From Longwood we headed for The Grand Village of the Natchez Indians. The 128-acre site includes a prehistoric village, earthwork mounds and an excellent museum. The village was constructed starting about 1200 BC by the Plaquemine culture. They built three platform mounds. The Natchez people used the site in the 17th and 18th centuries and added to the mounds.
Back in town we decided to take a horse drawn carriage tour. Our college-aged guide was excellent and pointed out various sites we had heard about when we toured the visitor’s center.
After a long day of touring and an excellent meal at Pearl Street Pasta, the three of us walked back to the hotel just in time to watch the sun set over the river from our hotel room.
The other mansion I wanted to visit was Stanton Hall, a massive Greek-revival style mansion built between 1851– 1857 at a cost of $83,000. It occupies a full block on High Street between Pearl and Commerce Streets and is the largest of the Natchez mansions.
Dr. Frederick Stanton was a family physician, wealthy planter and cotton merchant. He insisted that everything in house be the very best. From the European furnishings to the 17-foot high ceilings and 10-foot high doors, the 11,000 square foot is a masterpiece.
In 1938, Stanton Hall was purchased by the Pilgrimage Garden Club. Since then it and other mansions including Longwood have been maintained and operated as museums year round.
After learning about the Natchez Native Americans, touring two very impressive homes and taking a horse-drawn carriage tour, we had one more stop to make—city cemetery. Here a beautiful angel monument overlooks five headstones, each with the same date of death.

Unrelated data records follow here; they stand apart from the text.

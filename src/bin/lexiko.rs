//! lexiko CLI binary.

use std::io::Write;
use std::process;

use clap::Parser;
use env_logger::Builder;
use log::LevelFilter;

use lexiko::cli::args::*;
use lexiko::cli::commands::*;

fn main() {
    // Parse command line arguments using clap
    let args = LexikoArgs::parse();

    // Set up logging/verbosity based on args
    let log_level = match args.verbosity() {
        0 => LevelFilter::Error, // Quiet mode
        1 => LevelFilter::Warn,  // Default
        2 => LevelFilter::Info,  // Verbose
        _ => LevelFilter::Debug, // Very verbose (3+)
    };

    Builder::new()
        .filter_level(log_level)
        .format(|buf, record| writeln!(buf, "[{}] {}", record.level(), record.args()))
        .init();

    // Execute the command
    if let Err(e) = execute_command(args) {
        eprintln!("Error: {e}");
        process::exit(1);
    }
}
//! Lexicon row type.

use std::fmt;

use serde::{Deserialize, Serialize};

/// One derived lexicon entry: lemma, stem and inflectional-class tag.
///
/// Read-only once built; rendered as three tab-separated fields.
#[derive(Debug, Clone, PartialEq, Eq, PartialOrd, Ord, Serialize, Deserialize)]
pub struct LexiconRow {
    /// Dictionary form.
    pub lemma: String,
    /// Common root shared by the lemma's recorded forms.
    pub stem: String,
    /// Inflectional-class tag, e.g. `noun-masc-ος`, or the lowercased POS
    /// when no class generalizes.
    pub class_tag: String,
}

impl LexiconRow {
    /// Create a new row.
    pub fn new<S: Into<String>>(lemma: S, stem: S, class_tag: S) -> Self {
        LexiconRow {
            lemma: lemma.into(),
            stem: stem.into(),
            class_tag: class_tag.into(),
        }
    }

    /// Parse a rendered row back from its tab-separated form.
    pub fn parse(line: &str) -> Option<LexiconRow> {
        let fields: Vec<&str> = line.trim_end_matches(['\r', '\n']).split('\t').collect();
        if fields.len() != 3 {
            return None;
        }
        Some(LexiconRow::new(fields[0], fields[1], fields[2]))
    }
}

impl fmt::Display for LexiconRow {
    fn fmt(&self, f: &mut fmt::Formatter<'_>) -> fmt::Result {
        write!(f, "{}\t{}\t{}", self.lemma, self.stem, self.class_tag)
    }
}
//! Error types for the lexiko library.
//!
//! All fallible operations return [`Result`], whose error type is the
//! [`LexikoError`] enum. Variants are grouped by pipeline stage so the CLI
//! can report which stage failed.
//!
//! # Examples
//!
//! ```
//! use lexiko::error::{LexikoError, Result};
//!
//! fn example_operation() -> Result<()> {
//!     Err(LexikoError::corpus("unreadable corpus line"))
//! }
//!
//! match example_operation() {
//!     Ok(_) => println!("Success"),
//!     Err(e) => eprintln!("Error: {}", e),
//! }
//! ```

use std::io;

use anyhow;
use thiserror::Error;

/// The main error type for lexiko operations.
///
/// Uses the `thiserror` crate for the `Error` trait implementation and
/// provides constructor methods for the common cases.
#[derive(Error, Debug)]
pub enum LexikoError {
    /// I/O errors (reading the corpus, writing outputs).
    #[error("I/O error: {0}")]
    Io(#[from] io::Error),

    /// Corpus parsing errors.
    #[error("Corpus error: {0}")]
    Corpus(String),

    /// Inflection aggregation errors.
    #[error("Aggregation error: {0}")]
    Aggregation(String),

    /// Stem/class inference errors.
    #[error("Analysis error: {0}")]
    Analysis(String),

    /// Lexicon emission errors.
    #[error("Lexicon error: {0}")]
    Lexicon(String),

    /// Lexc splicing errors (missing insertion marker, unknown category).
    #[error("Lexc error: {0}")]
    Lexc(String),

    /// JSON serialization/deserialization errors.
    #[error("JSON error: {0}")]
    Json(#[from] serde_json::Error),

    /// Generic error for other cases.
    #[error("Error: {0}")]
    Other(String),

    /// Generic anyhow error.
    #[error("Anyhow error: {0}")]
    Anyhow(#[from] anyhow::Error),
}

/// Result type alias for operations that may fail with LexikoError.
pub type Result<T> = std::result::Result<T, LexikoError>;

impl LexikoError {
    /// Create a new corpus error.
    pub fn corpus<S: Into<String>>(msg: S) -> Self {
        LexikoError::Corpus(msg.into())
    }

    /// Create a new aggregation error.
    pub fn aggregation<S: Into<String>>(msg: S) -> Self {
        LexikoError::Aggregation(msg.into())
    }

    /// Create a new analysis error.
    pub fn analysis<S: Into<String>>(msg: S) -> Self {
        LexikoError::Analysis(msg.into())
    }

    /// Create a new lexicon error.
    pub fn lexicon<S: Into<String>>(msg: S) -> Self {
        LexikoError::Lexicon(msg.into())
    }

    /// Create a new lexc error.
    pub fn lexc<S: Into<String>>(msg: S) -> Self {
        LexikoError::Lexc(msg.into())
    }

    /// Create a new generic error.
    pub fn other<S: Into<String>>(msg: S) -> Self {
        LexikoError::Other(msg.into())
    }

    /// Create a new invalid argument error.
    pub fn invalid_argument<S: Into<String>>(msg: S) -> Self {
        LexikoError::Other(format!("Invalid argument: {}", msg.into()))
    }

    /// Create a new not found error.
    pub fn not_found<S: Into<String>>(msg: S) -> Self {
        LexikoError::Other(format!("Not found: {}", msg.into()))
    }
}
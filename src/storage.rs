//! File persistence for pipeline artifacts.
//!
//! The pipeline touches four kinds of file: the raw CoNLL-U corpus, the
//! cleaned 5-column intermediate, the JSON inflection table and the final
//! lexicon text. All helpers here are thin, synchronous and one-shot;
//! failure semantics (fatal vs. logged) are decided by the callers.

use std::fs::{self, File};
use std::io::{BufRead, BufReader, BufWriter, Write};
use std::path::Path;

use crate::corpus::record::CorpusRecord;
use crate::error::Result;
use crate::inflection::entry::InflectionTable;

/// Read a text file as lines.
pub fn read_lines(path: &Path) -> Result<Vec<String>> {
    let file = File::open(path)?;
    let reader = BufReader::new(file);
    let mut lines = Vec::new();
    for line in reader.lines() {
        lines.push(line?);
    }
    Ok(lines)
}

/// Write lines to a text file, newline-terminated.
pub fn write_lines(path: &Path, lines: &[String]) -> Result<()> {
    let file = File::create(path)?;
    let mut writer = BufWriter::new(file);
    for line in lines {
        writeln!(writer, "{line}")?;
    }
    writer.flush()?;
    Ok(())
}

/// Persist cleaned records as the 5-column tab-separated intermediate.
pub fn write_cleaned(path: &Path, records: &[CorpusRecord]) -> Result<()> {
    let lines: Vec<String> = records.iter().map(CorpusRecord::to_tsv_line).collect();
    write_lines(path, &lines)
}

/// Read cleaned records back from the 5-column intermediate.
/// Lines with the wrong field count are skipped.
pub fn read_cleaned(path: &Path) -> Result<Vec<CorpusRecord>> {
    let lines = read_lines(path)?;
    Ok(lines
        .iter()
        .filter_map(|line| CorpusRecord::parse_tsv(line))
        .collect())
}

/// Persist the inflection table as a nested JSON document.
pub fn write_inflections(path: &Path, table: &InflectionTable) -> Result<()> {
    let json = serde_json::to_string_pretty(table)?;
    fs::write(path, json)?;
    Ok(())
}

/// Load an inflection table persisted by [`write_inflections`].
pub fn read_inflections(path: &Path) -> Result<InflectionTable> {
    let json = fs::read_to_string(path)?;
    Ok(serde_json::from_str(&json)?)
}

/// Write the rendered lexicon text.
pub fn write_lexicon(path: &Path, content: &str) -> Result<()> {
    fs::write(path, content)?;
    Ok(())
}
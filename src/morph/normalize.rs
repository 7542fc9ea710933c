//! Diacritic stripping for Greek word forms.

use unicode_normalization::UnicodeNormalization;
use unicode_normalization::char::is_combining_mark;

/// Remove the τόνος (and any other combining mark) from a word and
/// lowercase it.
///
/// Decomposes to NFD, drops combining marks, then lowercases, so that
/// `καλή` and `καλη` compare equal structurally.
pub fn strip_tonos(word: &str) -> String {
    word.nfd()
        .filter(|c| !is_combining_mark(*c))
        .collect::<String>()
        .to_lowercase()
}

On March 14, 1908 there was an explosion at the Natchez Drug Company destroying the five story brick building and killing several people including employees who were working at the time. The company owner purchased a lot to bury his employees and the angel monument to place at their gravesite. His youngest employee to pass away was 12-years-old.
The monument is now referred to as ‘The Turning Angel’ because at night when cars drive by on Cemetery Road and their headlights shine on the angel, the angel appears to turn as their car passes by. Approaching on foot from the correct angle makes the angel appear to turn as well.
Natchez is a beautiful reminder of the past, its residents and the different cultures blended to make it a special destination. So if you have a week, or even just a weekend, head for Natchez and drift back in time.